## EXERCISE PROMPT
Extract every line below that contains the word "writer".

## PROVIDED RECORDS
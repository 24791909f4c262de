//! HTTP protocol implementation.
//!
//! A deliberately small HTTP/1.1 subset: one request per connection, no
//! keep-alive, no chunked bodies.
//!
//! # Architecture
//!
//! - **`connection`**: drives one client connection through its states
//! - **`parser`**: turns captured bytes into a [`request::Request`]
//! - **`request`**: HTTP request representation
//! - **`response`**: HTTP response representation with builder pattern
//! - **`writer`**: serializes responses and writes them to the client
//! - **`mime`**: MIME type detection based on file extensions
//!
//! # Connection State Machine
//!
//! ```text
//!        ┌─────────────┐
//!        │   Reading   │ ← Bounded, timed reads into the request buffer
//!        └──────┬──────┘
//!               │ Request captured (or unparseable → 404)
//!               ▼
//!        ┌──────────────────┐
//!        │   Processing     │ ← Route to static files or the proxy
//!        └──────┬───────────┘
//!               │ Response ready
//!               ▼
//!        ┌──────────────────┐
//!        │    Writing       │ ← Send response to client
//!        └──────┬───────────┘
//!               │
//!               ▼
//!            Closed
//! ```

pub mod connection;
pub mod mime;
pub mod parser;
pub mod request;
pub mod response;
pub mod writer;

## TASK RESULT
//! - **`writer`**: serializes responses and writes them to the client
pub mod writer;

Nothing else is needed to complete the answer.